• What is expected: Print, in exact form, the lines below from the one containing "arguments passed in." through the one containing "Some(member) if member.role.is_administrator()", and omit all others.

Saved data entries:
* * * * * * * * *
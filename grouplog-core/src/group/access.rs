//! Access evaluation for group attributes
//!
//! Pure functions: nothing here reads or writes group state beyond the
//! arguments passed in.

use super::errors::{GroupError, GroupResult};
use super::types::{AccessRequired, Member, UserId};

/// Check whether `acting` may change `attribute`
///
/// When `affected` names the acting member itself the change is always
/// allowed, whatever `required` says.
pub fn verify_access(
    attribute: &str,
    acting: Option<&Member>,
    required: AccessRequired,
    affected: Option<&UserId>,
) -> GroupResult<()> {
    if let (Some(member), Some(target)) = (acting, affected) {
        if &member.user_id == target {
            return Ok(());
        }
    }

    match required {
        AccessRequired::Any => Ok(()),
        AccessRequired::Member => match acting {
            Some(_) => Ok(()),
            None => Err(GroupError::access_denied(attribute, "requires a current member")),
        },
        AccessRequired::Administrator => match acting {
            Some(member) if member.role.is_administrator() => Ok(()),
            Some(_) => Err(GroupError::access_denied(attribute, "requires an administrator")),
            None => Err(GroupError::access_denied(
                attribute,
                "requires an administrator, caller is not a member",
            )),
        },
        AccessRequired::Unsatisfiable => {
            Err(GroupError::access_denied(attribute, "attribute is locked"))
        }
        AccessRequired::Unknown => Err(GroupError::access_denied(
            attribute,
            "access level is not configured",
        )),
    }
}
* * * * * * * * *
• Answer box:
//! arguments passed in.

use super::errors::{GroupError, GroupResult};
use super::types::{AccessRequired, Member, UserId};

/// Check whether `acting` may change `attribute`
///
/// When `affected` names the acting member itself the change is always
/// allowed, whatever `required` says.
pub fn verify_access(
    attribute: &str,
    acting: Option<&Member>,
    required: AccessRequired,
    affected: Option<&UserId>,
) -> GroupResult<()> {
    if let (Some(member), Some(target)) = (acting, affected) {
        if &member.user_id == target {
            return Ok(());
        }
    }

    match required {
        AccessRequired::Any => Ok(()),
        AccessRequired::Member => match acting {
            Some(_) => Ok(()),
            None => Err(GroupError::access_denied(attribute, "requires a current member")),
        },
        AccessRequired::Administrator => match acting {
            Some(member) if member.role.is_administrator() => Ok(()),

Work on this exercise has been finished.